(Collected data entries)
__________________________________________________
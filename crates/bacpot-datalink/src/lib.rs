//! BACnet/IP link layer for bacpot.
//!
//! [`bip::bvlc`] frames and unframes BACnet Virtual Link Layer datagrams,
//! [`bip::transport::UdpTransport`] moves whole UDP payloads, and the
//! [`DataLink`] trait is the seam the server is written against.

#![allow(async_fn_in_trait)]

pub mod address;
pub mod bip;
pub mod traits;

pub use address::DataLinkAddress;
pub use bip::bvlc::{BvlcFrame, BvlcFunction};
pub use bip::transport::UdpTransport;
pub use traits::{DataLink, DataLinkError};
__________________________________________________
# Description of the task
All entries above are to be repeated verbatim, down to the last line.

# Answer to the problem
filename crates/bacpot-datalink/src/lib.rs
//! BACnet/IP link layer for bacpot.
//!
//! [`bip::bvlc`] frames and unframes BACnet Virtual Link Layer datagrams,
//! [`bip::transport::UdpTransport`] moves whole UDP payloads, and the
//! [`DataLink`] trait is the seam the server is written against.

#![allow(async_fn_in_trait)]

pub mod address;
pub mod bip;
pub mod traits;

pub use address::DataLinkAddress;
pub use bip::bvlc::{BvlcFrame, BvlcFunction};
pub use bip::transport::UdpTransport;
pub use traits::{DataLink, DataLinkError};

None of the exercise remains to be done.